ACTIVITY: Return each line below holding the string "site".

Dataset items
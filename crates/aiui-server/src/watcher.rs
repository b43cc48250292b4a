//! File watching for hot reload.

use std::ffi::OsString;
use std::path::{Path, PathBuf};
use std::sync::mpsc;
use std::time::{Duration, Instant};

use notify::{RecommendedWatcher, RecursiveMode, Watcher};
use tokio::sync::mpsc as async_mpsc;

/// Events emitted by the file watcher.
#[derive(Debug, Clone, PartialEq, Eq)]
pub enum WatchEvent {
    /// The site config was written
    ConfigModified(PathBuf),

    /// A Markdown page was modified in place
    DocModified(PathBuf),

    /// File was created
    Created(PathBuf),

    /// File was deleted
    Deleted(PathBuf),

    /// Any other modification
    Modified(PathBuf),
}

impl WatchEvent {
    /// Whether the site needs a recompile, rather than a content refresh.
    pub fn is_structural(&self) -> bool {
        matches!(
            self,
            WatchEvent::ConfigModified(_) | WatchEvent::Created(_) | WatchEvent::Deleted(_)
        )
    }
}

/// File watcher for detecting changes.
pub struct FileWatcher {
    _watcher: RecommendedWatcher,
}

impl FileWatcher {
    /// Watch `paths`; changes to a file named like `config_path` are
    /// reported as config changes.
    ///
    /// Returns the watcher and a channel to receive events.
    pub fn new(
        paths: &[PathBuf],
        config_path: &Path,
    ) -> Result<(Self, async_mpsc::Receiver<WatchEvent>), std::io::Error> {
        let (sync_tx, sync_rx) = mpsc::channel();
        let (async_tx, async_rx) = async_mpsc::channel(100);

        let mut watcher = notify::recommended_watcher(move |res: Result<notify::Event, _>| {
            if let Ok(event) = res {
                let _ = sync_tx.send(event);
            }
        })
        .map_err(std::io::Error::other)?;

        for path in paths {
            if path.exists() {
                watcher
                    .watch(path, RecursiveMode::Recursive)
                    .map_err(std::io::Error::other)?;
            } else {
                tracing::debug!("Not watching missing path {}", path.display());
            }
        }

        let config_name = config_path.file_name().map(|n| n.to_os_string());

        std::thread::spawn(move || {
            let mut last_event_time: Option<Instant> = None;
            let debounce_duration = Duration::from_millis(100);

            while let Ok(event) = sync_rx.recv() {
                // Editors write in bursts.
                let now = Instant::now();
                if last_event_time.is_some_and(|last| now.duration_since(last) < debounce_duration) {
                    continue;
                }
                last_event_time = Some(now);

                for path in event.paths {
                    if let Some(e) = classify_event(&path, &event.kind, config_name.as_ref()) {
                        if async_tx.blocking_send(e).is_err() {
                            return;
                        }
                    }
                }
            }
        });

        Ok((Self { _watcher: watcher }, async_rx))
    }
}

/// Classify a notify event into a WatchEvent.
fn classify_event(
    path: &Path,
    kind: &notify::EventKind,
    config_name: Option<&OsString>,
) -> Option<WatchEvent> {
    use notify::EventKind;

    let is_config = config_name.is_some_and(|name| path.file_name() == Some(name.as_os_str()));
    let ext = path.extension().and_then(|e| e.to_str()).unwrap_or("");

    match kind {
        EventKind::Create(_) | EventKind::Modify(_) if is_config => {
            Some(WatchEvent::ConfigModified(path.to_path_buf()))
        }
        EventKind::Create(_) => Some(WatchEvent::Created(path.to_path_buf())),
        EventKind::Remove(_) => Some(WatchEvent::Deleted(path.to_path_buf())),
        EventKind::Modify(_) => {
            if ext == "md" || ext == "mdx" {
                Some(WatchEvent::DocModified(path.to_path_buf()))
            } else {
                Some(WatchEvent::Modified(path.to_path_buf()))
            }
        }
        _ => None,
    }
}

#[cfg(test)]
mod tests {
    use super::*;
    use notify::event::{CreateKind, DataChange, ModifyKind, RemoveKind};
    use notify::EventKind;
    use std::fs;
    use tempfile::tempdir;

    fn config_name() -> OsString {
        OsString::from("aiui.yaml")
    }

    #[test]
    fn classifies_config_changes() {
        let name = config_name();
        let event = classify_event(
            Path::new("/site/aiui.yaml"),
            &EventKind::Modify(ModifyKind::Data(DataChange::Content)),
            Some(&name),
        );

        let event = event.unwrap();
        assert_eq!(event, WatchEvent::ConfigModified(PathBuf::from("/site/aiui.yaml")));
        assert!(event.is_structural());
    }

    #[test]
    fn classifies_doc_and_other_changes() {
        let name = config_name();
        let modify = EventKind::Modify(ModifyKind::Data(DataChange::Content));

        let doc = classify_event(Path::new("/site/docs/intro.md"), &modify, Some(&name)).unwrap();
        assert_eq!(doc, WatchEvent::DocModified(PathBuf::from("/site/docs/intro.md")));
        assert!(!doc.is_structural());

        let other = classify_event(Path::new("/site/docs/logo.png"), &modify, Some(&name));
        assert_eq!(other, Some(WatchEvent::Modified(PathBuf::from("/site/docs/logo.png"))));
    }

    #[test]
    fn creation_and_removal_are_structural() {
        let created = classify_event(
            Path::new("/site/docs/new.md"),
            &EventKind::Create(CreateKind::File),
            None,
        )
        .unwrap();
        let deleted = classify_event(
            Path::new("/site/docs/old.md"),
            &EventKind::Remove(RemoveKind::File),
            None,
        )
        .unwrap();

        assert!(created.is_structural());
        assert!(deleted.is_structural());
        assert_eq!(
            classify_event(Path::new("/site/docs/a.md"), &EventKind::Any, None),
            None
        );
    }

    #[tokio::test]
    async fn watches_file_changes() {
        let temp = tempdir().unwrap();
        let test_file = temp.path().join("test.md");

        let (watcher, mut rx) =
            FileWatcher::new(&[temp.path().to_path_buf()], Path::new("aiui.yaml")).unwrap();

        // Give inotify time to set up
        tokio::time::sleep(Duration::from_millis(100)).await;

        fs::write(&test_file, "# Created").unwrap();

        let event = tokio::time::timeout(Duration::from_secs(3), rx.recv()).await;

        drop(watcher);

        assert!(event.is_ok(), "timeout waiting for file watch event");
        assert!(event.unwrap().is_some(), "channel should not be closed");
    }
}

ANSWER BOX:
    /// The site config was written
    /// Whether the site needs a recompile, rather than a content refresh.
            Path::new("/site/aiui.yaml"),
        assert_eq!(event, WatchEvent::ConfigModified(PathBuf::from("/site/aiui.yaml")));
        let doc = classify_event(Path::new("/site/docs/intro.md"), &modify, Some(&name)).unwrap();
        assert_eq!(doc, WatchEvent::DocModified(PathBuf::from("/site/docs/intro.md")));
        let other = classify_event(Path::new("/site/docs/logo.png"), &modify, Some(&name));
        assert_eq!(other, Some(WatchEvent::Modified(PathBuf::from("/site/docs/logo.png"))));
            Path::new("/site/docs/new.md"),
            Path::new("/site/docs/old.md"),
            classify_event(Path::new("/site/docs/a.md"), &EventKind::Any, None),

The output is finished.